Italian Puttanesca salad
Recipe By: 
Dominique Rizzo
dominiquerizzo.com [1]
Serves: 
8
The Name of "Spaghetti Puttanesca" derives itself from anold southern Italian pasta dish thought to have originated (among many other stories)somewhere between Ischia and the Almalfi coast during the 60's where the ingredients of olives, tomatoes, capers and garlic were often used.

Italian Puttanesca salad

Ingredients

  • 1 cup rissonipasta, you may need two cups of any other short pasta
  • 2 tblsp of virgin olive oil
  • 1 medium eggplant, trimmed and diced into 2 cm chunks
  • 3 tblsp virgin olive oil extra
  • 1 red capsicum, seeded and thinly sliced
  • 1 white onion, thinly sliced
  • 3 large cloves of garlic, sliced
  • 3 anchovies
  • 1/4 cup sun dried tomatoes(you can use 2 fresh diced tomates if you like instead)
  • 1 tblsp capers chopped
  • 10 large green olives, deseeded, sliced
  • 1/3 cup basil pesto (see recipe below)
  • Rocket
  • Shaved parmesan or pecorino cheese (an Italian sheep's milk cheese)
  • Cracked black pepper
  • salt


Method

  1. Cook the pasta as per directed on the packet, this time only, rinse in cold water to stop the cooking process and drizzle with a little olive oil, set the pasta aside in the fridge
  2. Pre heat the oven to 200°C
  3. Toss the eggplant with the olive oil and season with salt and pepper.

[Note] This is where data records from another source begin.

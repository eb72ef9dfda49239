use axum::{
    Json,
    http::StatusCode,
    response::{IntoResponse, Response},
};
use serde::Serialize;
use thiserror::Error;

pub type Result<T> = std::result::Result<T, TtsError>;

/// Errors raised while loading models, running synthesis, or reading requests
#[derive(Debug, Error)]
pub enum TtsError {
    /// Input was empty after trimming
    #[error("No text provided")]
    EmptyText,

    /// A model file could not be located or downloaded
    #[error("failed to fetch '{file}' from {source_name}: {message}")]
    Artifact {
        source_name: String,
        file: String,
        message: String,
    },

    /// ONNX Runtime rejected a session or a run
    #[error("ONNX Runtime error: {0}")]
    Runtime(String),

    /// Tokenizer could not be loaded or failed on the input
    #[error("Tokenizer error: {0}")]
    Tokenizer(String),

    /// A model returned tensors of an unexpected name, type, or shape
    #[error("Invalid model output: {0}")]
    InvalidOutput(String),

    /// Speaker embedding table is malformed or the index is out of range
    #[error("Speaker embedding error: {0}")]
    SpeakerEmbedding(String),

    /// Waveform could not be written as WAV
    #[error("Audio encoding failed: {0}")]
    Encoding(String),

    /// Model configuration is inconsistent
    #[error("Configuration error: {0}")]
    ConfigError(String),

    /// Neither model family could be loaded
    #[error("No speech model could be loaded (primary: {primary}; fallback: {fallback})")]
    ModelUnavailable { primary: String, fallback: String },

    /// Request body did not declare a JSON content type
    #[error("Unsupported Content-Type, expected: 'Content-Type: application/json'")]
    UnsupportedMediaType,

    /// Request body exceeded the size limit
    #[error("Request body is too large, limit is {0} bytes")]
    PayloadTooLarge(usize),

    /// Request body could not be read or parsed
    #[error("Invalid request: {0}")]
    InvalidRequest(String),
}

impl TtsError {
    /// HTTP status used when the error rejects a request before synthesis
    pub const fn status_code(&self) -> StatusCode {
        match self {
            Self::UnsupportedMediaType => StatusCode::UNSUPPORTED_MEDIA_TYPE,
            Self::PayloadTooLarge(_) => StatusCode::PAYLOAD_TOO_LARGE,
            Self::InvalidRequest(_) => StatusCode::BAD_REQUEST,
            Self::ModelUnavailable { .. } => StatusCode::SERVICE_UNAVAILABLE,
            _ => StatusCode::INTERNAL_SERVER_ERROR,
        }
    }
}

#[derive(Debug, Serialize)]
struct ErrorResponse {
    error: String,
}

impl IntoResponse for TtsError {
    fn into_response(self) -> Response {
        let status = self.status_code();
        let body = ErrorResponse { error: self.to_string() };

        (status, Json(body)).into_response()
    }
}

/// Attach a short description to ONNX Runtime failures
pub(crate) trait RuntimeContext<T> {
    fn runtime(self, what: &str) -> Result<T>;
}

impl<T, E: std::fmt::Display> RuntimeContext<T> for std::result::Result<T, E> {
    fn runtime(self, what: &str) -> Result<T> {
        self.map_err(|e| TtsError::Runtime(format!("{what}: {e}")))
    }
}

Place the eggplant onto a baking try lined with paper and bake for 15 - 20 minutes until golden brown and softened. Allow to cool slightly
  4. Heat the oil in a large frypan and fry off the capsicum until softened, remove the cooked capsicum into another bowl, add in another splash of oil if needed and saute off the onion, garlic, anchovies until the anchovies have dissolved and the onions have softened
  5. Add in the sundried tomatoes, capers, olives toss together in the pan for 2 minutes. Add this to the capsicum
  6. Now for the fun part, toss all the ingredients together including the eggplant, the pesto and make sure that all the little pasta are covered with this delicious party of flavour. Season with salt and pepper
  7. Throw in a couple of good handfuls of rocket or baby spinach and serve with shaved parmesan or pecorino cheese


Tips & Hints

  1. Serves 6-8


For the pesto

Ingredients

  • 5 cups of basil leaves
  • 10 cloves garlic
  • Enough oil to make a paste about 1 cup
  • 1 1/2 cups of parmesan cheese
  • 3/4 cups pine nuts
  • Salt


Method

  1. In a food processor blend the basil with the garlic and slowly drizzle in the oil, add in the cheese and the pine nuts and blend to a smooth consistency like runny porridge
  2. Season with salt and freeze or store it in the fridge in a container covered with a thin film of olive oil


Tips & Hints

  1. Makes 3 cups, Ok so you may not use 3 cups of pesto in one go, but it freezes well and you can certainly use it in a number of different dishes, as a dip, whisked into scrambled eggs, with hot pasta.. I am sure you will find a number of uses or simply halve the recipe. I am Italian so I make bulk of everything.